» Exercise aim: Your task is to copy every line of the records below that contains "placements".

» The input:
........

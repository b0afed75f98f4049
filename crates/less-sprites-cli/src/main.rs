use std::fs;
use std::path::{Path, PathBuf};

use anyhow::Context;
use clap::{ArgAction, CommandFactory, Parser, ValueEnum};
use handlebars::Handlebars;
use less_sprites_core::prelude::*;
use serde::Serialize;
use tempfile::NamedTempFile;
use tracing::{info, warn};

#[derive(Parser, Debug)]
#[command(
    name = "less-sprites",
    about = "Combine images into a sprite sheet and generate LESS mixins for it",
    version,
    author
)]
struct Cli {
    /// Sprite specs file (JSON: dir, sprite, files, direction, append)
    #[arg(help_heading = "Input/Output")]
    specs: Option<PathBuf>,
    /// Stylesheet flavour written next to the sprite sheet
    #[arg(long, value_enum, default_value_t = StyleFormat::Less, help_heading = "Export")]
    format: StyleFormat,
    /// External template file (handlebars), rendered instead of --format
    #[arg(long, help_heading = "Export")]
    template: Option<PathBuf>,
    /// Also export sheet metadata as <sprite>.json
    #[arg(long, default_value_t = false, help_heading = "Export")]
    json: bool,
    /// Dry run: pack and report but do not write files
    #[arg(long, default_value_t = false, help_heading = "Export")]
    dry_run: bool,
    /// Measure images in parallel (requires core feature `parallel`)
    #[arg(long, default_value_t = false, help_heading = "Processing")]
    parallel: bool,
    /// Increase verbosity (-v, -vv)
    #[arg(short, long, action=ArgAction::Count, help_heading = "Logging/UX")]
    verbose: u8,
    /// Quiet mode (overrides verbose)
    #[arg(short, long, default_value_t = false, help_heading = "Logging/UX")]
    quiet: bool,
}

#[derive(Clone, Copy, Debug, PartialEq, Eq, ValueEnum)]
enum StyleFormat {
    /// `.sprite(...)` mixins with path helpers
    Less,
    /// Plain `.sprite-icon` class rules
    Css,
}

fn main() -> anyhow::Result<()> {
    let cli = Cli::parse();
    init_tracing_with_level(cli.quiet, cli.verbose);
    let Some(specs) = cli.specs.as_deref() else {
        Cli::command().print_help()?;
        println!();
        return Ok(());
    };
    run(specs, &cli)
}

fn run(specs: &Path, cli: &Cli) -> anyhow::Result<()> {
    let req = PackRequest {
        parallel: parallel_measurement(cli.parallel),
        ..SpriteSpecs::load(specs).with_context(|| format!("load specs {}", specs.display()))?
    };
    let out = pack(&req)?;
    let sheet = &out.sheet;
    info!(
        images = sheet.placements.len(),
        width = sheet.width,
        height = sheet.height,
        occupancy = format!("{:.2}%", sheet.occupancy() * 100.0),
        "stats"
    );

    // render everything before writing anything
    let outputs = render_outputs(cli, sheet)?;
    if cli.dry_run {
        println!(
            "images={} size={}x{}",
            sheet.placements.len(),
            sheet.width,
            sheet.height
        );
        for path in outputs.paths() {
            println!("would write {}", path.display());
        }
        return Ok(());
    }
    write_outputs(&out.canvas, &outputs)?;
    Ok(())
}

fn parallel_measurement(requested: bool) -> bool {
    if requested && !cfg!(feature = "parallel") {
        warn!("--parallel ignored: built without the `parallel` feature");
        return false;
    }
    requested
}

/// Files produced by one run, in write order.
struct Outputs {
    image: PathBuf,
    stylesheet: (PathBuf, String),
    json: Option<(PathBuf, String)>,
}

impl Outputs {
    fn paths(&self) -> Vec<&Path> {
        let mut paths = vec![self.image.as_path(), self.stylesheet.0.as_path()];
        paths.extend(self.json.as_ref().map(|(path, _)| path.as_path()));
        paths
    }
}

fn render_outputs(cli: &Cli, sheet: &SpriteSheet) -> anyhow::Result<Outputs> {
    let stylesheet = render_stylesheet(cli, sheet)?;
    let json = if cli.json {
        let path = sheet
            .image_path
            .with_file_name(format!("{}.json", sheet.sprite_name));
        Some((path, serde_json::to_string_pretty(&to_json(sheet))?))
    } else {
        None
    };
    Ok(Outputs {
        image: sheet.image_path.clone(),
        stylesheet,
        json,
    })
}

/// Writes every output to a temp file next to its target, then renames them
/// into place in order. Returns the written paths.
fn write_outputs<C: Canvas>(canvas: &C, outputs: &Outputs) -> anyhow::Result<Vec<PathBuf>> {
    let (style_path, stylesheet) = &outputs.stylesheet;
    let mut staged = vec![
        stage(&outputs.image, |tmp| Ok(canvas.write_to(tmp)?))?,
        stage(style_path, |tmp| Ok(fs::write(tmp, stylesheet)?))?,
    ];
    if let Some((json_path, json)) = &outputs.json {
        staged.push(stage(json_path, |tmp| Ok(fs::write(tmp, json)?))?);
    }
    commit(staged)
}

struct Staged {
    temp: NamedTempFile,
    dest: PathBuf,
}

fn stage(dest: &Path, write: impl FnOnce(&Path) -> anyhow::Result<()>) -> anyhow::Result<Staged> {
    let dir = match dest.parent() {
        Some(parent) if !parent.as_os_str().is_empty() => parent,
        _ => Path::new("."),
    };
    // the image encoder picks its format from the extension
    let suffix = dest
        .extension()
        .map(|ext| format!(".{}", ext.to_string_lossy()))
        .unwrap_or_default();
    let mut builder = tempfile::Builder::new();
    builder.prefix(".less-sprites-").suffix(&suffix);
    #[cfg(unix)]
    {
        use std::os::unix::fs::PermissionsExt;
        builder.permissions(fs::Permissions::from_mode(0o644));
    }
    let temp = builder
        .tempfile_in(dir)
        .with_context(|| format!("create temp file in {}", dir.display()))?;
    write(temp.path()).with_context(|| format!("write {}", dest.display()))?;
    Ok(Staged {
        temp,
        dest: dest.to_path_buf(),
    })
}

fn commit(staged: Vec<Staged>) -> anyhow::Result<Vec<PathBuf>> {
    let mut written: Vec<PathBuf> = Vec::with_capacity(staged.len());
    for Staged { temp, dest } in staged {
        if let Err(e) = temp.persist(&dest) {
            for path in &written {
                if let Err(err) = fs::remove_file(path) {
                    warn!(?path, %err, "could not remove partial output");
                }
            }
            return Err(anyhow::Error::new(e.error).context(format!("write {}", dest.display())));
        }
        info!(path = ?dest, "written");
        written.push(dest);
    }
    Ok(written)
}

fn render_stylesheet(cli: &Cli, sheet: &SpriteSheet) -> anyhow::Result<(PathBuf, String)> {
    if let Some(path) = &cli.template {
        let tpl = fs::read_to_string(path)
            .with_context(|| format!("read template {}", path.display()))?;
        return Ok((sheet.stylesheet_path.clone(), render_template(&tpl, sheet)?));
    }
    match cli.format {
        StyleFormat::Less => Ok((sheet.stylesheet_path.clone(), to_less(sheet))),
        StyleFormat::Css => {
            let path = sheet
                .image_path
                .with_file_name(format!("{}.css", sheet.sprite_name));
            Ok((path, render_template(include_str!("templates/css.hbs"), sheet)?))
        }
    }
}

fn render_template(tpl: &str, sheet: &SpriteSheet) -> anyhow::Result<String> {
    let mut reg = Handlebars::new();
    reg.set_strict_mode(true);
    reg.register_escape_fn(handlebars::no_escape);
    reg.register_template_string("tpl", tpl)?;
    Ok(reg.render("tpl", &build_template_context(sheet))?)
}

fn init_tracing_with_level(quiet: bool, verbose: u8) {
    let level = if quiet {
        "error".to_string()
    } else {
        match verbose {
            0 => "info".into(),
            1 => "debug".into(),
            _ => "trace".into(),
        }
    };
    let _ = tracing_subscriber::fmt()
        .with_env_filter(level)
        .with_target(false)
        .try_init();
}

#[derive(Serialize)]
struct TemplateSprite {
    name: String,
    class: String,
    x: i64,
    y: i64,
    w: u32,
    h: u32,
}

#[derive(Serialize)]
struct TemplateContext {
    sprite: String,
    image: String,
    direction: Direction,
    width: u32,
    height: u32,
    sprites: Vec<TemplateSprite>,
}

fn build_template_context(sheet: &SpriteSheet) -> TemplateContext {
    let sprites = sheet
        .placements
        .iter()
        .map(|p| TemplateSprite {
            name: p.file_name.clone(),
            class: class_name(&p.file_name),
            x: p.offset_x,
            y: p.offset_y,
            w: p.width,
            h: p.height,
        })
        .collect();
    TemplateContext {
        sprite: class_name(&sheet.sprite_name),
        image: sheet.image_file.clone(),
        direction: sheet.direction,
        width: sheet.width,
        height: sheet.height,
        sprites,
    }
}

/// `"Home Icon.png"` -> `"home-icon"`.
fn class_name(file_name: &str) -> String {
    let stem = file_name
        .rsplit_once('.')
        .map(|(stem, _)| stem)
        .filter(|stem| !stem.is_empty())
        .unwrap_or(file_name);
    stem.chars()
        .map(|c| {
            if c.is_ascii_alphanumeric() || c == '-' || c == '_' {
                c.to_ascii_lowercase()
            } else {
                '-'
            }
        })
        .collect()
}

........

» Reply:
        images = sheet.placements.len(),
            sheet.placements.len(),
        .placements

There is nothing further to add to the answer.